Additionally, we are developing English and Spanish versions of the tools within the Able-to-Include project. Able-to-Include seeks to improve the lives of people with Intellectual or Developmental Disabilities (ID). In order to be included in today’s society, it is becoming increasingly important to be able to use the current available technological tools. The number of apps is growing exponentially, but very few are really accessible to people with ID. Able-to-Include is creating a context-aware Accessibility Layer based on three key technologies that can improve the daily tasks of people with ID and help them interact with the Information Society. The integration of this Accessibility Layer with existing ICT tools will be tested in three different pilots in Spain, Belgium and the UK. The project runs until April 2017.

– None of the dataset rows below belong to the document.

//! Per-model token pricing used when a backend does not report cost.

use crate::domain::models::Usage;

/// Pricing per million tokens for a specific model.
#[derive(Debug, Clone, Copy, PartialEq)]
pub struct ModelPricing {
    /// Cost per million input tokens (USD).
    pub input: f64,
    /// Cost per million output tokens (USD).
    pub output: f64,
    /// Cost per million cache read tokens (USD).
    pub cache_read: f64,
    /// Cost per million cache write tokens (USD).
    pub cache_write: f64,
}

/// Known model pricing, matched by substring. More specific names come first.
const PRICING_TABLE: &[(&str, ModelPricing)] = &[
    (
        "opus",
        ModelPricing { input: 15.0, output: 75.0, cache_read: 1.5, cache_write: 18.75 },
    ),
    (
        "sonnet",
        ModelPricing { input: 3.0, output: 15.0, cache_read: 0.3, cache_write: 3.75 },
    ),
    (
        "haiku",
        ModelPricing { input: 0.80, output: 4.0, cache_read: 0.08, cache_write: 1.0 },
    ),
    (
        "gpt-4o-mini",
        ModelPricing { input: 0.15, output: 0.60, cache_read: 0.075, cache_write: 0.15 },
    ),
    (
        "gpt-4o",
        ModelPricing { input: 2.50, output: 10.0, cache_read: 1.25, cache_write: 2.50 },
    ),
];

/// Get pricing for a model by name or alias.
///
/// Matches against known model name substrings (e.g. "sonnet" matches
/// "claude-sonnet-4-5-20250929").
pub fn get_model_pricing(model: &str) -> Option<ModelPricing> {
    let model_lower = model.to_lowercase();
    PRICING_TABLE
        .iter()
        .find(|(name, _)| model_lower.contains(name))
        .map(|(_, pricing)| *pricing)
}

/// Estimate cost in USD for the reported token usage.
#[allow(clippy::cast_precision_loss)]
pub fn estimate_cost(model: &str, usage: &Usage) -> Option<f64> {
    let pricing = get_model_pricing(model)?;

    let cost = (usage.input_tokens as f64 * pricing.input
        + usage.output_tokens as f64 * pricing.output
        + usage.cache_read_tokens as f64 * pricing.cache_read
        + usage.cache_write_tokens as f64 * pricing.cache_write)
        / 1_000_000.0;

    Some(cost)
}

The Text-to-Pictograph translation technology translates Dutch text into Beta or Sclera pictographs in order to facilitate the understanding of written text. Before I started my PhD, the Centre for Computational Linguistics had already developed a first version of this system. Meanwhile, behind the screens, I am developing all sorts of technological improvements that should make the original translation system even more user-friendly. Note that these improvements will not available in the Text-to-Pictograph translation demo until after extensive testing with the end users.

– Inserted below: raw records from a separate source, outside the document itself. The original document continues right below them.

//! Shared request gateway: cache, rate limit, call, classify, retry.

use serde::Serialize;
use std::sync::Arc;
use tokio::sync::RwLock;
use tracing::{debug, error, instrument, warn};

use super::cache::{cache_key, ResponseCache};
use super::rate_limiter::RateLimiter;
use super::retry::RetryPolicy;
use crate::domain::errors::GatewayError;
use crate::domain::models::{GatewayConfig, ModelRequest, ModelResponse};
use crate::domain::ports::ModelBackend;
use crate::services::pricing::estimate_cost;

/// Counters accumulated over the gateway's lifetime.
#[derive(Debug, Clone, Copy, Default, PartialEq, Serialize)]
pub struct GatewayStats {
    pub network_calls: u64,
    pub cache_hits: u64,
    pub retries: u64,
    pub failures: u64,
    pub total_cost: f64,
}

/// Wraps a `ModelBackend` with caching, global rate limiting and retry.
pub struct Gateway {
    backend: Arc<dyn ModelBackend>,
    limiter: Arc<RateLimiter>,
    retry: RetryPolicy,
    cache: Option<ResponseCache>,
    stats: RwLock<GatewayStats>,
}

impl Gateway {
    /// Gateway with default retry policy and caching enabled.
    pub fn new(backend: Arc<dyn ModelBackend>, limiter: Arc<RateLimiter>) -> Self {
        Self::from_config(backend, limiter, &GatewayConfig::default())
    }

    pub fn from_config(
        backend: Arc<dyn ModelBackend>,
        limiter: Arc<RateLimiter>,
        config: &GatewayConfig,
    ) -> Self {
        let cache = config
            .cache
            .enabled
            .then(|| ResponseCache::new(config.cache.max_entries));
        Self {
            backend,
            limiter,
            retry: RetryPolicy::from_config(&config.retry),
            cache,
            stats: RwLock::new(GatewayStats::default()),
        }
    }

    pub fn with_retry_policy(mut self, retry: RetryPolicy) -> Self {
        self.retry = retry;
        self
    }

    pub fn with_cache(mut self, cache: ResponseCache) -> Self {
        self.cache = Some(cache);
        self
    }

    pub fn without_cache(mut self) -> Self {
        self.cache = None;
        self
    }

    pub fn limiter(&self) -> &Arc<RateLimiter> {
        &self.limiter
    }

    pub fn backend_name(&self) -> &'static str {
        self.backend.name()
    }

    pub async fn stats(&self) -> GatewayStats {
        *self.stats.read().await
    }

    /// Issue a request.
    ///
    /// Returns on success, on the first non-retryable error, or with
    /// `RetriesExhausted` once the retry budget is spent.
    #[instrument(
        skip(self, request),
        fields(model = %request.model, messages = request.messages.len(), backend = self.backend.name())
    )]
    pub async fn call(&self, request: &ModelRequest) -> Result<ModelResponse, GatewayError> {
        let key = self.cache.as_ref().map(|_| cache_key(request));

        if let (Some(cache), Some(key)) = (&self.cache, &key) {
            if let Some(hit) = cache.get(key).await {
                self.stats.write().await.cache_hits += 1;
                debug!("Cache hit");
                let mut response = hit.as_ref().clone();
                response.cached = true;
                return Ok(response);
            }
        }

        let mut schedule = self.retry.schedule();
        let mut attempt: u32 = 0;

        loop {
            let permit = self.limiter.acquire().await?;
            let outcome = self.backend.complete(request).await;
            drop(permit);

            self.stats.write().await.network_calls += 1;

            match outcome {
                Ok(mut response) => {
                    if response.cost <= 0.0 {
                        response.cost =
                            estimate_cost(&request.model, &response.usage).unwrap_or(0.0);
                    }
                    self.stats.write().await.total_cost += response.cost;
                    debug!(
                        attempt = attempt + 1,
                        cost = response.cost,
                        tool_calls = response.tool_calls.len(),
                        "Upstream call succeeded"
                    );

                    if let (Some(cache), Some(key)) = (&self.cache, key) {
                        cache.insert(key, response.clone()).await;
                    }
                    return Ok(response);
                }
                Err(err) if !err.is_retryable() => {
                    self.stats.write().await.failures += 1;
                    error!(error = %err, "Non-retryable upstream error");
                    return Err(err);
                }
                Err(err) => {
                    if attempt >= self.retry.max_retries() {
                        self.stats.write().await.failures += 1;
                        error!(attempts = attempt + 1, error = %err, "Retry budget exhausted");
                        return Err(GatewayError::RetriesExhausted {
                            attempts: attempt + 1,
                            last: Box::new(err),
                        });
                    }

                    let delay = schedule.next_delay();
                    warn!(
                        attempt = attempt + 1,
                        max_retries = self.retry.max_retries(),
                        delay_ms = u64::try_from(delay.as_millis()).unwrap_or(u64::MAX),
                        error = %err,
                        "Retryable upstream error, backing off"
                    );
                    self.stats.write().await.retries += 1;
                    tokio::time::sleep(delay).await;
                    attempt += 1;
                }
            }
        }
    }
}

impl std::fmt::Debug for Gateway {
    fn fmt(&self, f: &mut std::fmt::Formatter<'_>) -> std::fmt::Result {
        f.debug_struct("Gateway")
            .field("backend", &self.backend.name())
            .field("limiter", &self.limiter)
            .field("retry", &self.retry)
            .field("cache", &self.cache)
            .finish_non_exhaustive()
    }
}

The automated spelling correction tool for people with Intellectual Disabilities was largely developed during my first year. Meanwhile, my colleagues and I have extensively described and evaluated the tool in a paper for an LREC workshop in Slovenia, which took place in May 2016. The system consists of a word variant generation and filtering step that is partially based on discovering phonetic similarities, followed by a completely novel approach to context-sensitive spelling correction. It's pretty cool, I can tell you that!

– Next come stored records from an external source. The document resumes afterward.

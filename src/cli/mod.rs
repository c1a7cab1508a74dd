//! Command-line interface for inspecting plan files.

pub mod commands;
pub mod output;

use clap::{Parser, Subcommand};
use std::path::PathBuf;

pub use output::{output, truncate, CommandOutput};

#[derive(Parser, Debug)]
#[command(name = "swarmcore")]
#[command(about = "swarmcore - inspect and validate agent swarm plans", long_about = None)]
#[command(version)]
pub struct Cli {
    #[command(subcommand)]
    pub command: Commands,

    /// Output in JSON format
    #[arg(short, long, global = true)]
    pub json: bool,

    /// Configuration file (defaults to .swarmcore/config.yaml plus SWARMCORE_* overrides)
    #[arg(short, long, global = true, env = "SWARMCORE_CONFIG")]
    pub config: Option<PathBuf>,
}

#[derive(Subcommand, Debug)]
pub enum Commands {
    /// Check a plan for unknown dependencies and cycles
    Validate(commands::validate::ValidateArgs),

    /// Show every group with its todo progress and readiness
    Status(commands::status::StatusArgs),

    /// List the groups that can start now
    Ready(commands::ready::ReadyArgs),
}

/// Print a command error and exit with a non-zero status.
pub fn handle_error(err: anyhow::Error, json_mode: bool) -> ! {
    if json_mode {
        let body = serde_json::json!({
            "error": err.to_string(),
            "causes": err.chain().skip(1).map(ToString::to_string).collect::<Vec<_>>(),
        });
        println!("{}", serde_json::to_string_pretty(&body).unwrap_or_default());
    } else {
        eprintln!("Error: {err:#}");
    }
    std::process::exit(1);
}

What does a user mean when he/she writes the (non-existing) word "wiekent"? Depending on the context, it could mean "wie kent" ("who knows", word splitting), "wieken" ("windmill sails", deletion of final "t"), "weekend" ("weekend", same pronunciation),... or maybe something else!

The end? Well, not really. My colleague Tom Vanallemeersch and I (accidentally) discovered that our unique approach toward spelling correction can also be applied in the context of modernisation of 17th-century Dutch. We're not kidding, we went from chatspeak to old Bible texts. 17th-century Dutch may seriously hamper diachronic linguistic research, as modern technologies are normally not trained on historical language. On top of that, spelling in historical texts is usually not very consistent at all. Are you curious to find out whether Tom and I will survive this challenging Shared Task? Stay tuned for the next newsletter!

Dutch input text in the Text-to-Pictograph translation system undergoes shallow linguistic analysis. Until now, linguistic analysis was limited to the word level. We improved the system by adding deep linguistic analysis on the sentence level.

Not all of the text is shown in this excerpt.